Alain Juppé, un portrait !

Quel esprit intime et personnel se cache derrière l’image de l’homme public “droit dans ses bottes”, considéré comme austère, impatient et limite cassant ?

“Un fantasme nommé Juppé”, d’Anna Cabana (éd. Stock, 211 pages) sorti le 26 octobre 2016.

Sur 200 pages, la rédactrice en chef politique du Point (Anna Cabana est mariée depuis 2009 à Yves Cabana, qui a été directeur de cabinet du Premier ministre Alain Juppé) dresse le portrait de celui que les sondages donnent favori à la victoire de la primaire de son camp.

Le livre peut se diviser en trois thèmes.

  • premier tiers consacré à sa rivalité sans merci avec Nicolas Sarkozy ;
  • deuxième tiers consacré à sa traversée du désert de dix ans, entre sa condamnation à un an inéligibilité en décembre 2004 dans l’affaire des emplois fictifs à la mairie de Paris, son exil au Canada et ses larmes sur le plateau de Des paroles et des actes en novembre 2014 ;
  • troisième tiers sur l’intimité d’Alain Juppé : sa relation avec ses parents (…) et celle, plus secrète de sa relation plus que tumultueuse avec son “père politique” Jacques Chirac.

Juppé et Sarkozy : l’histoire de 30 ans de haine

Le duel entre les deux principaux prétendants de la droite pour 2017 prend ses racines il y a 30 ans. Depuis, ces deux-là ont appris à se connaitre par cœur. “Ils sont tous nuls, il n’y en a que deux, toi et moi !”, raconterait régulièrement Sarkozy à Juppé, sans que ce dernier ne conteste. Ils ne manquent pourtant pas d’anecdotes pour se justifier d’une détestation réciproque. (…)

Sarkozy un “tueur sans foi ni loi”

A en lire ce livre, Juppé accuse Sarkozy de tous les mots et tous ses maux. On apprend par exemple que le maire de Bordeaux suspecte l’ancien de Neuilly d’être responsable de ses ennuis judiciaires. (…) … “Nicolas est capable de tout pour se débarrasser de moi, confiait-il à Anna Cabana, au cœur de l’hiver 2009. Je connais le bonhomme, c’est un tueur sans foi ni loi.”

Juppé n’est pas en reste. Il adore se moquer de celui dont il estime qu’il lui “faudrait vingt centimètres de plus”, pour être crédible. (…)

Les coups bas, les politiques y sont habitués. C’est la règle du jeu.
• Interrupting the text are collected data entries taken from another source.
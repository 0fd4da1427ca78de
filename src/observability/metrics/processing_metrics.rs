//! # Processing Metrics
//!
//! Metrics for the collaborators a pass blocks on: repository tag lookups and git operations.

use crate::observability::metrics::registry::REGISTRY;
use anyhow::Result;
use prometheus::{HistogramOpts, HistogramVec, IntCounterVec, Opts};
use std::sync::LazyLock;

static REPOSITORY_CHECKS_TOTAL: LazyLock<IntCounterVec> = LazyLock::new(|| {
    IntCounterVec::new(
        Opts::new(
            "image_update_repository_checks_total",
            "Total number of repository checks performed",
        ),
        &["repository_type", "repository_name", "result"],
    )
    .expect("Failed to create REPOSITORY_CHECKS_TOTAL metric - this should never happen")
});

static REPOSITORY_CHECK_DURATION: LazyLock<HistogramVec> = LazyLock::new(|| {
    HistogramVec::new(
        HistogramOpts::new(
            "image_update_repository_check_duration_seconds",
            "Time taken for repository checks",
        )
        .buckets(vec![0.1, 0.5, 1.0, 2.5, 5.0, 10.0, 30.0]),
        &["repository_type", "repository_name"],
    )
    .expect("Failed to create REPOSITORY_CHECK_DURATION metric - this should never happen")
});

static GIT_OPERATIONS_TOTAL: LazyLock<IntCounterVec> = LazyLock::new(|| {
    IntCounterVec::new(
        Opts::new(
            "image_update_git_operations_total",
            "Total number of Git operations performed",
        ),
        &["operation", "repository", "result"],
    )
    .expect("Failed to create GIT_OPERATIONS_TOTAL metric - this should never happen")
});

static GIT_OPERATION_DURATION: LazyLock<HistogramVec> = LazyLock::new(|| {
    HistogramVec::new(
        HistogramOpts::new(
            "image_update_git_operation_duration_seconds",
            "Time taken for Git operations",
        )
        .buckets(vec![0.5, 1.0, 2.5, 5.0, 10.0, 30.0, 60.0, 120.0]),
        &["operation", "repository"],
    )
    .expect("Failed to create GIT_OPERATION_DURATION metric - this should never happen")
});

/// Register processing metrics with the registry
pub(crate) fn register_processing_metrics() -> Result<()> {
    REGISTRY.register(Box::new(REPOSITORY_CHECKS_TOTAL.clone()))?;
    REGISTRY.register(Box::new(REPOSITORY_CHECK_DURATION.clone()))?;
    REGISTRY.register(Box::new(GIT_OPERATIONS_TOTAL.clone()))?;
    REGISTRY.register(Box::new(GIT_OPERATION_DURATION.clone()))?;
    Ok(())
}

pub fn observe_repository_check(
    repository_type: &str,
    repository_name: &str,
    result: &str,
    duration: f64,
) {
    REPOSITORY_CHECKS_TOTAL
        .with_label_values(&[repository_type, repository_name, result])
        .inc();
    REPOSITORY_CHECK_DURATION
        .with_label_values(&[repository_type, repository_name])
        .observe(duration);
}

pub fn observe_git_operation(operation: &str, repository: &str, result: &str, duration: f64) {
    GIT_OPERATIONS_TOTAL
        .with_label_values(&[operation, repository, result])
        .inc();
    GIT_OPERATION_DURATION
        .with_label_values(&[operation, repository])
        .observe(duration);
}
Mais lorsque le combat verbal dévie sur le plan judiciaire, il faut être solidement caparaçonné. (…)

Ce désert, l’exil qui s’en suivit, permit à Alain Juppé de prendre du recul, de réfléchir, voire de s’affranchir. (…)

Les humiliations de Chirac

Anna Cabana évoque à la toute fin du livre, l’élection présidentielle de 1995 (…).  C’est le début de la confrontation avec Nicolas Sarkozy. Jamais Juppé ne pardonnera à Chirac de ne rien avoir fait pour freiner le maire de Neuilly dans son ascension. “Ceux qui aujourd’hui se lamentent parce Nicolas est le candidat incontournable devraient regarder l’histoire avec un peu de recul et s’interroger sur ce qui s’est passé. C’est Chirac qui lui a servi ça sur un plateau !”, vitupère-t-il.

En épilogue du livre, le directeur général de l’Ipsos tente cette métaphore pour résumer l’enjeu de la primaire des LR : “Est-ce qu’il peut y avoir des couples heureux qui ne font pas l’amour ? Juppé ne fait pas vibrer, il ne suscite pas des sentiments aussi puissants que Sarkozy, mais on peut vivre avec lui pendant cinq ans. Oui je crois qu’il peut y avoir des couples heureux qui ne font pas l’amour.” Si la formule plaira sûrement à Nicolas Sarkozy, la conclusion risque plutôt de dérider Alain Juppé.